▶ **Problem requirements**
Repeat the entries. Each one must match exactly.

##### Task inputs

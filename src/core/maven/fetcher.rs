use std::collections::BTreeSet;
use std::sync::Arc;

use tracing::{debug, warn};

use super::metadata::{MavenMetadata, SnapshotVersion, Versioning};
use super::{join_url, METADATA_FILE};
use crate::core::error::{UpdaterError, UpdaterResult};
use crate::core::http::Transport;
use crate::core::version::Version;

/// Versions advertised by one channel's `maven-metadata.xml`.
#[derive(Debug, Clone, Default, PartialEq, Eq)]
pub struct ChannelMetadata {
    /// Server-reported `<latest>`, if present and parsable.
    pub latest: Option<Version>,
    /// Every parsable `<version>`; unparsable entries are dropped.
    pub all: BTreeSet<Version>,
}

/// A `-SNAPSHOT` directory resolved to its concrete timestamped build.
#[derive(Debug, Clone, Default, PartialEq, Eq)]
pub struct SnapshotSubversion {
    /// `<base>-<timestamp>-<buildNumber>`, e.g. `1.3-20240101.120000-5`.
    pub resolved_label: String,
    /// `<value>`s of the plain jar entries (extension `jar`, no classifier).
    pub artifact_values: BTreeSet<String>,
}

/// Fetches and interprets Maven metadata documents.
#[derive(Clone)]
pub struct MetadataFetcher {
    transport: Arc<dyn Transport>,
}

impl MetadataFetcher {
    pub fn new(transport: Arc<dyn Transport>) -> Self {
        Self { transport }
    }

    /// GET `<base_url>/maven-metadata.xml` and list the channel's versions.
    pub async fn fetch_channel_metadata(&self, base_url: &str) -> UpdaterResult<ChannelMetadata> {
        let url = join_url(base_url, METADATA_FILE);
        let doc = self.fetch_document(&url).await?;
        let versioning = require_versioning(&url, doc)?;

        let latest = versioning
            .latest
            .as_deref()
            .and_then(|text| parse_or_warn(&url, text));

        let all = versioning
            .versions
            .map(|v| v.items)
            .unwrap_or_default()
            .iter()
            .filter_map(|text| parse_or_warn(&url, text))
            .collect::<BTreeSet<_>>();

        debug!(
            "Channel {}: latest={:?}, {} versions",
            url,
            latest.as_ref().map(Version::as_str),
            all.len()
        );
        Ok(ChannelMetadata { latest, all })
    }

    /// GET `<base_url>/<snapshot_version>/maven-metadata.xml` and resolve the
    /// snapshot to its current timestamped build.
    pub async fn fetch_snapshot_subversion(
        &self,
        base_url: &str,
        snapshot_version: &Version,
    ) -> UpdaterResult<SnapshotSubversion> {
        let url = join_url(base_url, &format!("{snapshot_version}/{METADATA_FILE}"));
        let doc = self.fetch_document(&url).await?;
        let versioning = require_versioning(&url, doc)?;

        let missing = |element: &str| UpdaterError::MetadataFormat {
            url: url.clone(),
            reason: format!("missing <{element}>"),
        };

        let snapshot = versioning.snapshot.ok_or_else(|| missing("snapshot"))?;
        let timestamp = snapshot.timestamp.ok_or_else(|| missing("timestamp"))?;
        let build_number = snapshot
            .build_number
            .ok_or_else(|| missing("buildNumber"))?;

        let raw = snapshot_version.as_str();
        let base = raw.strip_suffix("-SNAPSHOT").unwrap_or(raw);
        let resolved_label = format!("{}-{}-{}", base, timestamp.trim(), build_number.trim());

        let artifact_values = versioning
            .snapshot_versions
            .map(|v| v.items)
            .unwrap_or_default()
            .into_iter()
            .filter(SnapshotVersion::is_plain_jar)
            .map(|v| v.value.trim().to_string())
            .filter(|v| !v.is_empty())
            .collect();

        Ok(SnapshotSubversion {
            resolved_label,
            artifact_values,
        })
    }

    async fn fetch_document(&self, url: &str) -> UpdaterResult<MavenMetadata> {
        let response = self
            .transport
            .get(url, None)
            .await
            .map_err(|e| UpdaterError::MetadataFetch {
                url: url.to_string(),
                reason: e.message,
            })?;

        if !response.is_success() {
            return Err(UpdaterError::MetadataFetch {
                url: url.to_string(),
                reason: format!("HTTP {}", response.status),
            });
        }

        let xml = String::from_utf8(response.body).map_err(|e| UpdaterError::MetadataFormat {
            url: url.to_string(),
            reason: e.to_string(),
        })?;

        MavenMetadata::parse(url, &xml)
    }
}

fn require_versioning(url: &str, doc: MavenMetadata) -> UpdaterResult<Versioning> {
    doc.versioning.ok_or_else(|| UpdaterError::MetadataFormat {
        url: url.to_string(),
        reason: "missing <versioning>".to_string(),
    })
}

fn parse_or_warn(url: &str, text: &str) -> Option<Version> {
    let parsed = Version::parse(text);
    if parsed.is_none() {
        warn!("Skipping unparsable version '{}' from {}", text, url);
    }
    parsed
}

##########

▶ **Task solution**
filename src/core/maven/fetcher.rs
use std::collections::BTreeSet;
use std::sync::Arc;

use tracing::{debug, warn};

use super::metadata::{MavenMetadata, SnapshotVersion, Versioning};
use super::{join_url, METADATA_FILE};
use crate::core::error::{UpdaterError, UpdaterResult};
use crate::core::http::Transport;
use crate::core::version::Version;

/// Versions advertised by one channel's `maven-metadata.xml`.
#[derive(Debug, Clone, Default, PartialEq, Eq)]
pub struct ChannelMetadata {
    /// Server-reported `<latest>`, if present and parsable.
    pub latest: Option<Version>,
    /// Every parsable `<version>`; unparsable entries are dropped.
    pub all: BTreeSet<Version>,
}

/// A `-SNAPSHOT` directory resolved to its concrete timestamped build.
#[derive(Debug, Clone, Default, PartialEq, Eq)]
pub struct SnapshotSubversion {
    /// `<base>-<timestamp>-<buildNumber>`, e.g. `1.3-20240101.120000-5`.
    pub resolved_label: String,
    /// `<value>`s of the plain jar entries (extension `jar`, no classifier).
    pub artifact_values: BTreeSet<String>,
}

/// Fetches and interprets Maven metadata documents.
#[derive(Clone)]
pub struct MetadataFetcher {
    transport: Arc<dyn Transport>,
}

impl MetadataFetcher {
    pub fn new(transport: Arc<dyn Transport>) -> Self {
        Self { transport }
    }

    /// GET `<base_url>/maven-metadata.xml` and list the channel's versions.
    pub async fn fetch_channel_metadata(&self, base_url: &str) -> UpdaterResult<ChannelMetadata> {
        let url = join_url(base_url, METADATA_FILE);
        let doc = self.fetch_document(&url).await?;
        let versioning = require_versioning(&url, doc)?;

        let latest = versioning
            .latest
            .as_deref()
            .and_then(|text| parse_or_warn(&url, text));

        let all = versioning
            .versions
            .map(|v| v.items)
            .unwrap_or_default()
            .iter()
            .filter_map(|text| parse_or_warn(&url, text))
            .collect::<BTreeSet<_>>();

        debug!(
            "Channel {}: latest={:?}, {} versions",
            url,
            latest.as_ref().map(Version::as_str),
            all.len()
        );
        Ok(ChannelMetadata { latest, all })
    }

    /// GET `<base_url>/<snapshot_version>/maven-metadata.xml` and resolve the
    /// snapshot to its current timestamped build.
    pub async fn fetch_snapshot_subversion(
        &self,
        base_url: &str,
        snapshot_version: &Version,
    ) -> UpdaterResult<SnapshotSubversion> {
        let url = join_url(base_url, &format!("{snapshot_version}/{METADATA_FILE}"));
        let doc = self.fetch_document(&url).await?;
        let versioning = require_versioning(&url, doc)?;

        let missing = |element: &str| UpdaterError::MetadataFormat {
            url: url.clone(),
            reason: format!("missing <{element}>"),
        };

        let snapshot = versioning.snapshot.ok_or_else(|| missing("snapshot"))?;
        let timestamp = snapshot.timestamp.ok_or_else(|| missing("timestamp"))?;
        let build_number = snapshot
            .build_number
            .ok_or_else(|| missing("buildNumber"))?;

        let raw = snapshot_version.as_str();
        let base = raw.strip_suffix("-SNAPSHOT").unwrap_or(raw);
        let resolved_label = format!("{}-{}-{}", base, timestamp.trim(), build_number.trim());

        let artifact_values = versioning
            .snapshot_versions
            .map(|v| v.items)
            .unwrap_or_default()
            .into_iter()
            .filter(SnapshotVersion::is_plain_jar)
            .map(|v| v.value.trim().to_string())
            .filter(|v| !v.is_empty())
            .collect();

        Ok(SnapshotSubversion {
            resolved_label,
            artifact_values,
        })
    }

    async fn fetch_document(&self, url: &str) -> UpdaterResult<MavenMetadata> {
        let response = self
            .transport
            .get(url, None)
            .await
            .map_err(|e| UpdaterError::MetadataFetch {
                url: url.to_string(),
                reason: e.message,
            })?;

        if !response.is_success() {
            return Err(UpdaterError::MetadataFetch {
                url: url.to_string(),
                reason: format!("HTTP {}", response.status),
            });
        }

        let xml = String::from_utf8(response.body).map_err(|e| UpdaterError::MetadataFormat {
            url: url.to_string(),
            reason: e.to_string(),
        })?;

        MavenMetadata::parse(url, &xml)
    }
}

fn require_versioning(url: &str, doc: MavenMetadata) -> UpdaterResult<Versioning> {
    doc.versioning.ok_or_else(|| UpdaterError::MetadataFormat {
        url: url.to_string(),
        reason: "missing <versioning>".to_string(),
    })
}

fn parse_or_warn(url: &str, text: &str) -> Option<Version> {
    let parsed = Version::parse(text);
    if parsed.is_none() {
        warn!("Skipping unparsable version '{}' from {}", text, url);
    }
    parsed
}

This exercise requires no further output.